In case you missed it, Whitney Johnson was let go by WDAE 620-AM because of budget cuts by Clear Channel, which owns WDAE. Johnson was known mostly as being the news update guy and his signature line of "WDAEEEEEEE.'' When looking to make cuts, perhaps the trend among stations will be to lay off update people. But WDAE had plenty of other candidates -- on and off the air -- it could (and should) have lopped off before Johnson. Those who made this decision might not have realized how popular Johnson was among listeners as well as those he covered. No one at WDAE was more connected with the local teams than Johnson, who was a fixture in the locker rooms of the Bucs, Rays and Lightning.
Marc Benarzyk, the former afternoon drive host on 1040-AM, has a new gig. Let go by 1040-AM last August, Benarzyk is now co-hosting an afternoon drive show at WFNZ 620-The Fan in Charlotte, N.C. He is now going by the on-air name of Marc James.

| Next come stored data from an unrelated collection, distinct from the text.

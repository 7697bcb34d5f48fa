mod command;
mod error;
mod ops;
mod outcome;

pub use command::{
    Callback, Command, CommandFrame, CommandID, CommandKind, CommandState, CompletionHandle,
};
pub use error::DispatchError;
pub use ops::{MemoryOperations, Operations};
pub use outcome::{Failure, Outcome, Payload};
use thiserror::Error;

use super::command::CommandID;
use crate::hex::HexDisplayExt;
use crate::mesh::{wire, NodeID};

/// Dispatch-layer errors. These are local to the caller of `execute` /
/// `end_execute` / `submit` and are returned immediately. Business failures
/// never show up here: they travel inside an
/// [`Outcome`](super::Outcome).
#[derive(Debug, Error, Clone, PartialEq)]
pub enum DispatchError {
    #[error("command has no receiver")]
    NoReceiver,
    #[error("command was already submitted")]
    AlreadySubmitted,
    #[error("command result was already retrieved")]
    AlreadyCompleted,
    #[error("handle belongs to command {handle}, not {command}")]
    HandleMismatch { command: CommandID, handle: CommandID },
    #[error("operation was dropped before producing an outcome")]
    Abandoned,
    #[error("sender is not a user of this node")]
    NotLocalUser,
    #[error("no route to node {}", .0.hex())]
    NoRoute(NodeID),
    #[error("relay came from a node that is not a neighbour")]
    NotNeighbour,
    #[error("node went away")]
    NodeGone,
    #[error("neighbour did not reply in time")]
    Timeout,
    #[error("wire error: {0}")]
    Wire(#[from] wire::Error),
}

impl DispatchError {
    /// Errors after which a forwarding node should try another neighbour.
    pub fn is_unreachable(&self) -> bool {
        matches!(
            self,
            DispatchError::NoRoute(_)
                | DispatchError::NotNeighbour
                | DispatchError::NodeGone
                | DispatchError::Timeout
        )
    }
}
use arrayref::array_ref;
use byteorder::{ByteOrder, LittleEndian};
use chrono::Utc;
use rkyv::{from_bytes, to_bytes, AlignedVec};
use thiserror::Error;

use crate::dispatch::{CommandFrame, CommandKind};

/// prefix | sent_at | len
pub const HEADER_LEN: usize = 1 + 8 + 4;
/// Largest archived command a node accepts.
pub const MAX_MESSAGE_LEN: u32 = 1 << 20;

#[derive(Debug, Error, Clone, PartialEq, Eq)]
pub enum Error {
    #[error("could not encode message")]
    CouldNotEncodeMessage,
    #[error("could not decode message")]
    CouldNotDecodeMessage,
    #[error("message length overflowed")]
    MessageLengthOverflowed,
    #[error("frame truncated: expected {expected} bytes, got {got}")]
    TruncatedFrame { expected: usize, got: usize },
    #[error("unknown message type {0}")]
    UnknownMessageType(u8),
}

/// Message prefix is 8 bits. The first bit is set once the frame has been
/// relayed by a node other than the root sender. The second bit is unused.
/// The last 6 bits specify the message type.
#[derive(Debug, Clone, Copy, PartialEq, Eq)]
pub struct MessagePrefix(u8);

impl MessagePrefix {
    pub fn new(forwarded: bool, msg_type: MessageType) -> Self {
        let mut prefix = 0b0000_0000;
        if forwarded {
            prefix |= 0b1000_0000;
        }
        prefix |= msg_type as u8;
        Self(prefix)
    }

    pub fn forwarded(&self) -> bool {
        self.0 & 0b1000_0000 != 0
    }

    pub fn msg_type(&self) -> Result<MessageType, Error> {
        MessageType::try_from(self.0 & 0b0011_1111)
    }

    pub fn byte(&self) -> u8 {
        self.0
    }
}

impl From<u8> for MessagePrefix {
    fn from(byte: u8) -> Self {
        Self(byte)
    }
}

#[repr(u8)]
#[derive(Debug, Clone, Copy, PartialEq, Eq)]
pub enum MessageType {
    Join,
    Unjoin,
    RegisterUser,
    InsertTrip,
    SearchTrip,
}

impl TryFrom<u8> for MessageType {
    type Error = Error;

    fn try_from(value: u8) -> Result<Self, Self::Error> {
        match value {
            0 => Ok(MessageType::Join),
            1 => Ok(MessageType::Unjoin),
            2 => Ok(MessageType::RegisterUser),
            3 => Ok(MessageType::InsertTrip),
            4 => Ok(MessageType::SearchTrip),
            other => Err(Error::UnknownMessageType(other)),
        }
    }
}

impl From<&CommandKind> for MessageType {
    fn from(kind: &CommandKind) -> Self {
        match kind {
            CommandKind::Join { .. } => MessageType::Join,
            CommandKind::Unjoin { .. } => MessageType::Unjoin,
            CommandKind::RegisterUser(_) => MessageType::RegisterUser,
            CommandKind::InsertTrip(_) => MessageType::InsertTrip,
            CommandKind::SearchTrip(_) => MessageType::SearchTrip,
        }
    }
}

/// A command frame read back off the wire.
#[derive(Debug)]
pub struct Received {
    pub prefix: MessagePrefix,
    /// Microseconds since the epoch, as stamped by the sending node.
    pub sent_at: i64,
    pub frame: CommandFrame,
}

/// Encodes a command as `prefix | sent_at | len | rkyv(frame)`.
pub fn encode(frame: &CommandFrame, forwarded: bool) -> Result<Vec<u8>, Error> {
    let msg = to_bytes::<_, 1024>(frame).map_err(|_| Error::CouldNotEncodeMessage)?;
    let len = u32::try_from(msg.len())
        .ok()
        .filter(|len| *len <= MAX_MESSAGE_LEN)
        .ok_or(Error::MessageLengthOverflowed)?;
    let prefix = MessagePrefix::new(forwarded, MessageType::from(&frame.kind));

    let mut buf = Vec::with_capacity(HEADER_LEN + msg.len());
    buf.push(prefix.byte()); // 1 byte
    buf.extend_from_slice(&Utc::now().timestamp_micros().to_le_bytes()); // 8 bytes
    buf.extend_from_slice(&len.to_le_bytes()); // 4 bytes
    buf.extend_from_slice(&msg); // len bytes
    Ok(buf)
}

pub fn decode(buf: &[u8]) -> Result<Received, Error> {
    if buf.len() < HEADER_LEN {
        Err(Error::TruncatedFrame {
            expected: HEADER_LEN,
            got: buf.len(),
        })?
    }
    let header = array_ref![buf, 0, HEADER_LEN];
    let prefix = MessagePrefix::from(header[0]);
    let msg_type = prefix.msg_type()?;
    let sent_at = LittleEndian::read_i64(&header[1..9]);
    let msg_len = LittleEndian::read_u32(&header[9..]);
    if msg_len > MAX_MESSAGE_LEN {
        Err(Error::MessageLengthOverflowed)?
    }

    let end = HEADER_LEN + msg_len as usize;
    if buf.len() < end {
        Err(Error::TruncatedFrame {
            expected: end,
            got: buf.len(),
        })?
    }

    // archived data has to sit at an aligned address to be validated
    let mut aligned = AlignedVec::with_capacity(msg_len as usize);
    aligned.extend_from_slice(&buf[HEADER_LEN..end]);
    let frame: CommandFrame =
        from_bytes(&aligned).map_err(|_| Error::CouldNotDecodeMessage)?;

    // the prefix and the payload have to agree on what this is
    if MessageType::from(&frame.kind) != msg_type {
        Err(Error::CouldNotDecodeMessage)?
    }

    Ok(Received {
        prefix,
        sent_at,
        frame,
    })
}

Anyone catch former Browns coach Eric Mangini on ESPN over the weekend? And is anyone else surprised at just how good he was? Mangini sat in with the NFL Live crew on Friday and then had an interesting piece during Sunday NFL Countdown about how to shut down the Patriots. You wouldn't guess that Mangini would make a good TV analyst because he doesn't seem to have a dynamic or charismatic personality. But Mangini was really good. He isn't prone to hyperbole. He makes quick, thought-provoking points and speaks with confidence. Keep an eye on him because he could turn into one heck of a broadcaster.
Talking about the Patriots-Jets trash talk that created lots of juicy headlines, ESPN Sunday NFL Countdown host Chris Berman said that looking at the headlines was "like reading different countries talking about the war.''
Actually, it was nothing like that. Berman wasn't comparing football to war, but it still wasn't the best analogy he ever uttered. You get the impression that Berman just started talking without thinking about what he was going to say next and ended up with a real clunker.
ESPN analyst Trent Dilfer lambasted the Ravens following their second-half meltdown against the Steelers, and criticized them for having a bunch of "big mouths'' who choked at the most critical point in the season. It's that kind straight talk, as well as how Dilfer expertly breaks down plays, that makes him one of the must-see football analysts on televisions. He is the analyst you want to hear most immediately after a game because of ability to take a game and, within minutes, put it all in perspective.
Three things that popped into my head
1. Right now seems as good a time as any for the Lightning to get its act together and start playing like a playoff spot isn't sewn up just yet.
2. Since winning back-to-back national titles in 2006-07, the Gators basketball team is a pedestrian 83-40 while playing in a basketball conference that really hasn't been that strong or deep. And they have not won an NCAA Tournament game since winning the 2007 title. If coach Billy Donovan had to do it all over again, think he would've stayed in Gainesville?
3. Like him or not, the NFL is a lot more fun when Jets coach Rex Ryan is standing behind a microphone.